Linwood Barclay: Master of his Genre

It isn’t every author who can count Stephen King among their fans. King has referred to international bestselling author Linwood Barclay as “a master of suspense.” Barclay’s own story is full of twists and turns, and a slow steady build to his becoming one of Canada’s most successful living writers.

Barclay was a columnist for the Toronto Star for many years, writing his novels sporadically with limited success before getting a big break in 2008. His fifth book, No Time for Goodbye, was featured on the BBC’s Richard & Judy summer reading list and took off in the UK, followed by Spain, Portugal and Japan. “That was almost like getting shot out of a cannon,” says Barclay.

It wasn’t long after that he became well known and popular in North America. “That was really the point where I left my day job. I am a fiscally conservative person. Who leaves a job with a dental plan, a pension? Who would dare do such a thing? But I thought, I can do this now,” recounts Barclay.

Since then, he has written more than 20 novels. Not to be pigeon-holed, his repertoire is impressive. He has written a memoir, children’s books, anthologies and political commentaries, along with what he is best known for, thrillers. Many of his books have been optioned for film and television, a series has been made in France, and he wrote the screenplay for the film based on his novel Never Saw it Coming.

“All I ever wanted to do when I was a teenager was to write movies for television,” says Barclay. “Now that I have the opportunity; I find out it’s a bit frustrating. In the movie and TV world a lot of work gets done that never comes to fruition.”

With a seemingly inexhaustible reservoir of ideas, Barclay’s aptitude for clever plots has fans eager for each new release. In the realm of how did they ever come up with that idea, Barclay has completed a book that is waiting in the wings and promises to deliver a healthy dose of suspense. “I did this other book about three years ago. It is different than anything I have done. I call it Jurassic Park with self-driving cars. We aren’t sure what we are going to do with it but we have come up with a title, Look Both Ways,” says Barclay.

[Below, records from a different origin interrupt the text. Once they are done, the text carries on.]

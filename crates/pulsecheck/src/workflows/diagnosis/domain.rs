use std::fmt;

use serde::{Deserialize, Serialize};

/// Identifier wrapper for stored assessments.
#[derive(Debug, Clone, PartialEq, Eq, Hash, Serialize, Deserialize)]
pub struct AssessmentId(pub String);

/// Question identifier, restricted to the twelve-question sheet.
#[derive(
    Debug, Clone, Copy, PartialEq, Eq, PartialOrd, Ord, Hash, Serialize, Deserialize,
)]
#[serde(try_from = "u8", into = "u8")]
pub struct QuestionId(u8);

#[derive(Debug, thiserror::Error)]
#[error("question id must fall within 1..=12, got {0}")]
pub struct InvalidQuestionId(pub u8);

impl QuestionId {
    pub const COUNT: usize = 12;

    pub const fn new(raw: u8) -> Option<Self> {
        if raw >= 1 && raw <= Self::COUNT as u8 {
            Some(Self(raw))
        } else {
            None
        }
    }

    pub const fn get(self) -> u8 {
        self.0
    }

    pub(crate) const fn index(self) -> usize {
        (self.0 - 1) as usize
    }

    pub fn all() -> impl Iterator<Item = Self> {
        (1..=Self::COUNT as u8).map(Self)
    }
}

impl TryFrom<u8> for QuestionId {
    type Error = InvalidQuestionId;

    fn try_from(raw: u8) -> Result<Self, Self::Error> {
        Self::new(raw).ok_or(InvalidQuestionId(raw))
    }
}

impl From<QuestionId> for u8 {
    fn from(id: QuestionId) -> Self {
        id.0
    }
}

impl fmt::Display for QuestionId {
    fn fmt(&self, f: &mut fmt::Formatter<'_>) -> fmt::Result {
        write!(f, "Q{}", self.0)
    }
}

/// Weighted answer option. Every question offers the same four choices.
#[derive(Debug, Clone, Copy, PartialEq, Eq, Serialize, Deserialize)]
#[serde(try_from = "u8", into = "u8")]
pub enum AnswerValue {
    NotYet = 0,
    Sometimes = 3,
    Mostly = 6,
    Consistently = 8,
}

impl AnswerValue {
    pub const MAX_POINTS: u8 = 8;

    pub const fn points(self) -> u8 {
        self as u8
    }
}

#[derive(Debug, thiserror::Error)]
#[error("answer value must be one of 0, 3, 6, or 8, got {0}")]
pub struct InvalidAnswerValue(pub u8);

impl TryFrom<u8> for AnswerValue {
    type Error = InvalidAnswerValue;

    fn try_from(raw: u8) -> Result<Self, Self::Error> {
        match raw {
            0 => Ok(Self::NotYet),
            3 => Ok(Self::Sometimes),
            6 => Ok(Self::Mostly),
            8 => Ok(Self::Consistently),
            other => Err(InvalidAnswerValue(other)),
        }
    }
}

impl From<AnswerValue> for u8 {
    fn from(value: AnswerValue) -> Self {
        value.points()
    }
}

/// A single submitted answer.
#[derive(Debug, Clone, Copy, PartialEq, Eq, Serialize, Deserialize)]
pub struct Answer {
    pub question_id: QuestionId,
    pub value: AnswerValue,
}

/// The four scoring axes, three questions each.
#[derive(
    Debug, Clone, Copy, PartialEq, Eq, PartialOrd, Ord, Hash, Serialize, Deserialize,
)]
#[serde(rename_all = "snake_case")]
pub enum Axis {
    Strategy,
    Production,
    Improvement,
    Continuity,
}

impl Axis {
    pub const ALL: [Axis; 4] = [
        Axis::Strategy,
        Axis::Production,
        Axis::Improvement,
        Axis::Continuity,
    ];

    pub const fn label(self) -> &'static str {
        match self {
            Axis::Strategy => "strategy",
            Axis::Production => "production",
            Axis::Improvement => "improvement",
            Axis::Continuity => "continuity",
        }
    }

    pub const fn display_name(self) -> &'static str {
        match self {
            Axis::Strategy => "Strategy",
            Axis::Production => "Production",
            Axis::Improvement => "Improvement",
            Axis::Continuity => "Continuity",
        }
    }

    pub fn from_label(label: &str) -> Option<Self> {
        Self::ALL.into_iter().find(|axis| axis.label() == label)
    }
}

impl fmt::Display for Axis {
    fn fmt(&self, f: &mut fmt::Formatter<'_>) -> fmt::Result {
        f.write_str(self.label())
    }
}

/// Unordered pair of distinct axes backing the mixed labels. The pair is
/// stored in canonical axis order regardless of construction order.
#[derive(Debug, Clone, Copy, PartialEq, Eq, PartialOrd, Ord, Hash)]
pub struct AxisPair {
    first: Axis,
    second: Axis,
}

impl AxisPair {
    pub fn new(a: Axis, b: Axis) -> Option<Self> {
        match a.cmp(&b) {
            std::cmp::Ordering::Less => Some(Self { first: a, second: b }),
            std::cmp::Ordering::Greater => Some(Self { first: b, second: a }),
            std::cmp::Ordering::Equal => None,
        }
    }

    pub const fn axes(self) -> (Axis, Axis) {
        (self.first, self.second)
    }
}

/// Scores keyed by axis. The same shape carries raw sums (0-24) and
/// normalized scores (0-100).
#[derive(Debug, Clone, Copy, Default, PartialEq, Eq, Serialize, Deserialize)]
pub struct AxisScores {
    pub strategy: u8,
    pub production: u8,
    pub improvement: u8,
    pub continuity: u8,
}

impl AxisScores {
    pub const fn get(&self, axis: Axis) -> u8 {
        match axis {
            Axis::Strategy => self.strategy,
            Axis::Production => self.production,
            Axis::Improvement => self.improvement,
            Axis::Continuity => self.continuity,
        }
    }

    pub fn set(&mut self, axis: Axis, score: u8) {
        match axis {
            Axis::Strategy => self.strategy = score,
            Axis::Production => self.production = score,
            Axis::Improvement => self.improvement = score,
            Axis::Continuity => self.continuity = score,
        }
    }

    pub fn add(&mut self, axis: Axis, points: u8) {
        self.set(axis, self.get(axis) + points);
    }

    pub const fn values(&self) -> [u8; 4] {
        [
            self.strategy,
            self.production,
            self.improvement,
            self.continuity,
        ]
    }

    pub fn iter(&self) -> impl Iterator<Item = (Axis, u8)> + '_ {
        Axis::ALL.into_iter().map(|axis| (axis, self.get(axis)))
    }
}

/// Closed set of diagnosis outcomes: one zero-state label, one excellent
/// label, four single-weakness labels, and six mixed labels.
#[derive(
    Debug, Clone, Copy, PartialEq, Eq, PartialOrd, Ord, Hash, Serialize, Deserialize,
)]
#[serde(try_from = "String", into = "String")]
pub enum DiagnosisLabel {
    Beginner,
    Balanced,
    Weakness(Axis),
    Mixed(AxisPair),
}

#[derive(Debug, thiserror::Error)]
#[error("unknown diagnosis label code '{0}'")]
pub struct InvalidLabelCode(pub String);

impl DiagnosisLabel {
    pub const COUNT: usize = 12;

    /// Every label in the closed variant set, in a stable order.
    pub fn all() -> impl Iterator<Item = Self> {
        let weaknesses = Axis::ALL.into_iter().map(Self::Weakness);
        let mixes = Axis::ALL.into_iter().enumerate().flat_map(|(i, a)| {
            Axis::ALL
                .into_iter()
                .skip(i + 1)
                .filter_map(move |b| AxisPair::new(a, b))
                .map(Self::Mixed)
        });
        [Self::Beginner, Self::Balanced]
            .into_iter()
            .chain(weaknesses)
            .chain(mixes)
    }

    pub fn code(self) -> String {
        match self {
            Self::Beginner => "beginner".to_string(),
            Self::Balanced => "balanced".to_string(),
            Self::Weakness(axis) => axis.label().to_string(),
            Self::Mixed(pair) => {
                let (first, second) = pair.axes();
                format!("{}_{}", first.label(), second.label())
            }
        }
    }

    pub fn parse(code: &str) -> Result<Self, InvalidLabelCode> {
        match code {
            "beginner" => return Ok(Self::Beginner),
            "balanced" => return Ok(Self::Balanced),
            _ => {}
        }

        if let Some((left, right)) = code.split_once('_') {
            let first = Axis::from_label(left);
            let second = Axis::from_label(right);
            if let (Some(first), Some(second)) = (first, second) {
                if let Some(pair) = AxisPair::new(first, second) {
                    return Ok(Self::Mixed(pair));
                }
            }
            return Err(InvalidLabelCode(code.to_string()));
        }

        Axis::from_label(code)
            .map(Self::Weakness)
            .ok_or_else(|| InvalidLabelCode(code.to_string()))
    }
}

impl TryFrom<String> for DiagnosisLabel {
    type Error = InvalidLabelCode;

    fn try_from(code: String) -> Result<Self, Self::Error> {
        Self::parse(&code)
    }
}

impl From<DiagnosisLabel> for String {
    fn from(label: DiagnosisLabel) -> Self {
        label.code()
    }
}

impl fmt::Display for DiagnosisLabel {
    fn fmt(&self, f: &mut fmt::Formatter<'_>) -> fmt::Result {
        f.write_str(&self.code())
    }
}

/// Output of the scorer/classifier for one completed sheet.
#[derive(Debug, Clone, Copy, PartialEq, Eq, Serialize, Deserialize)]
pub struct DiagnosisResult {
    pub raw_scores: AxisScores,
    pub normalized_scores: AxisScores,
    pub total_score: u8,
    pub label: DiagnosisLabel,
    pub is_zero_score: bool,
    pub is_excellent: bool,
    pub lowest_axis: Axis,
}

/// Dense per-question view of a submission. A question that was never
/// answered scores zero; a question answered twice keeps the last value.
#[derive(Debug, Clone, Copy, Default, PartialEq, Eq)]
pub struct AnswerSheet {
    points: [u8; QuestionId::COUNT],
}

impl AnswerSheet {
    pub fn from_answers(answers: &[Answer]) -> Self {
        let mut points = [0u8; QuestionId::COUNT];
        for answer in answers {
            points[answer.question_id.index()] = answer.value.points();
        }
        Self { points }
    }

    pub const fn points(&self, question: QuestionId) -> u8 {
        self.points[question.index()]
    }
}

His most recently released book, Find You First, is full of twists and turns, and offers an inventive take on what could happen if …

Since this interview, Barclay has tweeted: “the title of my next novel, out in 2022, is (drum roll, please) Take Your Breath Away, because that’s exactly what it’s going to do when you read it.” The book will be released in Canada on May 17.

“Starts with a bang and ends with an even bigger one. Barclay is a terrific writer, but he’s outdone himself with this. It’s the best book of his career. I couldn’t put it down, and you won’t be able to, either. If you enjoy thrillers, this is the real deal. It never lets up.”

Stephen King on Find You First


The reluctant Caretaker

Barclay was just four when his family moved to Canada from the United States. His father was a talented commercial artist and a skilled carpenter. “He worked in Toronto creating drawings of Fords and Chevrolets and Cadillacs that would appear in the pages of Life, Look, The Saturday Evening Post. He even had the same agent as Salvador Dali for a time,” says Barclay.

The onset of photography created less demand for commercial artists and his father found himself out of work. Barclay’s mother’s desire to leave the city to live her dream by owning a trailer park ruled. Barclay was 11 when the family made the move to Green Acres near Peterborough, ON.

At first the cabins and trailers nestled on the banks of Pigeon Lake, along with acres to explore, were the stuff of kids’ dreams, but when his father died 16-year-old Barclay become the caretaker and repair person on the property. His mom didn’t like to hire professionals, preferring to save money. Barclay notes he doesn’t ascribe to that thinking “we always call professionals.”

“My daily chores included cutting nearly 10 acres of grass, cleaning toilets, fixing broken pipes − there was always one bursting somewhere, burying deep in the woods the fish guts left behind in a pail after our guests cleaned their catch at a table down by the lake, selling gas, scrubbing out boats littered with seaweed, worms and dirt, and ensuring there was a steady supply of toilet paper in the communal bathrooms,” recalls Barclay.

With an interest in and a flair for writing from a very young age, Barclay would craft stories while on the riding-mower.

He met his wife Neetha while attending Trent University. After graduating Barclay accepted a job at the local paper and was permanently relieved of his fix-it and caretaking duties at Green Acres. He moved to the Toronto Star in 1981 and eventually landed a gig there writing a humour column until he decided to become a full-time novelist.



Barclay was first introduced to model trains by his father when he was five or six. Today Barclay has an impressive train setup in his basement. A disciplined writer who puts in a full working day, he likes to unwind by working on it or just looking at it.

“When you spend your whole day imagining a world on a computer screen, it is nice to work with your hands and clear your head.”

After a move to Toronto a few years ago he had to reconstruct the layout. “ I got a lot of help from our son Spencer. He is working for Little Canada building amazing things. When the pandemic restrictions aren’t in place, he has been over here building amazing things in my basement, like the Niagara Escarpment.”


*Little Canada is the Canadian landmarks in miniature attraction in Toronto.